Although narratively loose & ambiguous, Velvet Goldmine clearly evokes two real-life romances/collaborations in this patchwork plot: David Bowie’s affair with Iggy Pop & Britain’s affair with American rock. Slade is a clear Bowie stand-in, a connection deliberately referenced in the title & unappreciated by Bowie himself, who threatened to sue before the script went into rewrites. The film mostly follows the Ziggy Stardust & post-hippie eras of Bowie’s career before his romace/heroin-sharing/music collaboration with Iggy Pop unraveled those glory days. It’s a relationship that’s understood more through myth & rumor than confirmed, openly admitted fact, so Haynes is smart to abstract any 1:1 comparison, even if it was a decision inspired by threat of a lawsuit. Bowie’s life story is blended with other pop stars like Marc Bolan & Buster Poindexter to create the figure of Brian Slade, while Curt Wilde emerges as a similar blend of Iggy Pop & Lou Reed. This abstraction & democratization of their characters leads to the film feeling like a larger, more mythical tale of American & British rock n’ roll’s endless back & forth romance & collaboration than an affair between two queer men in the 70s & 80s. A childhood Little Richard drag routine Slade stages in his parents’ living room feels just as essential to his stage persona evolution as any of the film’s Oscar Wilde space alien weirdness, making this moment in time shared between British & American rock to feel like a smaller thread in much larger tapestry, albeit an essential one. Velvet Goldmine depicts glam rock as less of a craze or a passing fad than a failed revolution that very nearly topped the world in a flood of glitter & lube before it lamely succumbed to the pitfalls of heroin & romantic jealousy. Bowie & Iggy were useful figured for that story, but the overall effect is much larger than anything two men could amount to alone.

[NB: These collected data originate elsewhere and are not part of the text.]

use std::sync::{Arc, Mutex};

use petri_stepper::engine::{Change, ChangeCause, ObserverList, Session};
use petri_stepper::net::{self, FireError, Marking, ModelError, Net, NetDescription};

const EXAMPLE: &str = include_str!("../nets/example.json");
const MUTEX: &str = include_str!("../nets/mutex.ron");

fn load(desc: &NetDescription) -> Session {
    let net = Arc::new(Net::from_description(desc).unwrap());
    let initial = net.marking(desc.state.as_ref().unwrap()).unwrap();
    Session::new(net, initial).unwrap()
}

fn marking(session: &Session, pairs: &[(&str, u64)]) -> Marking {
    let desc: net::MarkingDescription = pairs.iter().map(|&(p, n)| (p.to_owned(), n)).collect();
    session.net().marking(&desc).unwrap()
}

#[test]
fn example_net_steps_forward_and_back() {
    let desc: NetDescription = net::io::from_json_str(EXAMPLE).unwrap();
    let mut session = load(&desc);
    let t1 = session.net().transition_id("t1").unwrap();
    let t0 = session.net().transition_id("t0").unwrap();

    assert!(session.is_fireable(t1));
    session.fire(t1).unwrap();
    assert_eq!(session.current(), &marking(&session, &[("p0", 0), ("p1", 2)]));

    assert!(session.is_fireable(t0));
    session.fire(t0).unwrap();
    assert_eq!(session.current(), &marking(&session, &[("p0", 1), ("p1", 1)]));
    assert!(!session.is_fireable(t0));

    assert!(session.undo());
    assert!(session.undo());
    assert_eq!(session.current(), &marking(&session, &[("p0", 1), ("p1", 0)]));
    assert!(session.sequence().is_empty());
}

#[test]
fn undo_round_trips_any_run() {
    let desc: NetDescription = net::io::from_ron_str(MUTEX).unwrap();
    let mut session = load(&desc);
    let script = ["acquire_a", "release_a", "acquire_b", "release_b", "acquire_a"];

    let mut before = Vec::new();
    for name in script {
        before.push(session.current().clone());
        session.fire_by_name(name).unwrap();
        assert_eq!(session.sequence().len(), session.history().cursor());
    }
    assert_eq!(session.sequence_names(), script);

    while let Some(expected) = before.pop() {
        assert!(session.undo());
        assert_eq!(session.current(), &expected);
    }
    assert!(!session.undo());
}

#[test]
fn greedy_walk_keeps_mutex_invariants() {
    let desc: NetDescription = net::io::from_ron_str(MUTEX).unwrap();
    let mut session = load(&desc);
    let place = |name: &str| session.net().place_id(name).unwrap();
    let (lock, idle_a, busy_a, idle_b, busy_b) = (
        place("lock"),
        place("idle_a"),
        place("busy_a"),
        place("idle_b"),
        place("busy_b"),
    );

    // Greedy walk: always fire the first enabled transition.
    for _ in 0..20 {
        let enabled = session.enabled_transitions();
        let Some(&next) = enabled.first() else {
            break;
        };
        session.fire(next).unwrap();

        let m = session.current();
        assert_eq!(m.tokens(lock) + m.tokens(busy_a) + m.tokens(busy_b), 1);
        assert_eq!(m.tokens(idle_a) + m.tokens(busy_a), 1);
        assert_eq!(m.tokens(idle_b) + m.tokens(busy_b), 1);
    }
    assert_eq!(session.sequence().len(), 20);
}

#[test]
fn mutual_exclusion_blocks_second_acquire() {
    let desc: NetDescription = net::io::from_ron_str(MUTEX).unwrap();
    let mut session = load(&desc);
    session.fire_by_name("acquire_a").unwrap();
    assert!(matches!(
        session.fire_by_name("acquire_b"),
        Err(FireError::NotEnabled { .. })
    ));
    assert_eq!(session.sequence_names(), vec!["acquire_a"]);
}

#[test]
fn branching_after_undo_drops_the_old_future() {
    let desc: NetDescription = net::io::from_ron_str(MUTEX).unwrap();
    let mut session = load(&desc);
    session.fire_by_name("acquire_a").unwrap();
    session.undo();
    session.fire_by_name("acquire_b").unwrap();
    assert!(!session.redo());
    assert_eq!(session.sequence_names(), vec!["acquire_b"]);
}

#[test]
fn viewers_see_every_change_in_order() {
    let desc: NetDescription = net::io::from_json_str(EXAMPLE).unwrap();
    let net = Arc::new(Net::from_description(&desc).unwrap());
    let initial = net.marking(desc.state.as_ref().unwrap()).unwrap();

    let causes = Arc::new(Mutex::new(Vec::new()));
    let mut observers = ObserverList::new();
    {
        let causes = Arc::clone(&causes);
        observers.subscribe(move |change: &Change<'_>| causes.lock().unwrap().push(change.cause));
    }
    let mut session = Session::with_observers(net, initial, None, observers).unwrap();
    session.fire_by_name("t1").unwrap();
    assert!(session.fire_by_name("t1").is_err());
    session.undo();
    session.undo();
    session.redo();

    assert_eq!(
        *causes.lock().unwrap(),
        vec![
            ChangeCause::Init,
            ChangeCause::Fire,
            ChangeCause::Undo,
            ChangeCause::Undo,
            ChangeCause::Redo
        ]
    );
}

#[test]
fn invalid_descriptions_are_rejected() {
    let raw = r#"{ "places": ["a"], "transitions": [
        { "name": "t", "preconditions": { "b": 1 } }
    ] }"#;
    let desc: NetDescription = net::io::from_json_str(raw).unwrap();
    assert!(matches!(
        Net::from_description(&desc),
        Err(ModelError::UndeclaredPlace { .. })
    ));
}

Velvet Goldmine was a box office bomb that was met with middling, confused critical response upon its initial release. It’s the exact kind of overly ambitious, insularly passionate art picture that’s doomed for cult status over wide appeal, but I selfishly wish that were the kind of art Haynes were still making today. As much as I appreciate Carol‘s intoxicating allure, it feels like a film that could have been pulled off by any number of visually skilled, queer-minded craftsmen. Velvet Goldmine, by contrast, is undeniably a Todd Haynes film. The same way Citizen Kane posits that a man’s full persona can’t be contained by a single picture, Velvet Goldmine argues the same for the spirit of glam rock at large. Haynes structures this argument around a sprawling all-inclusive clusterfuck of every weird, passionate idea he’s ever projected onto the screen in his life. It’s a magnum opus that makes room for drag queens, Barbie dolls, Bowie worship, Oscar Wilde conspiracy theories, an extended cameo from glam-revivalist band Placebo, and Ewan McGregor’s spread-open butt cheeks. It’s risky, go-for-broke cinema that doesn’t have a 100% success rate in its individual elements at play (Christian Bale’s gloomy sulking is a lot to stomach), but consistently impresses in its visual beauty & sheer audacity. It’d be a cultural tragedy if we never see Haynes working in that mode again.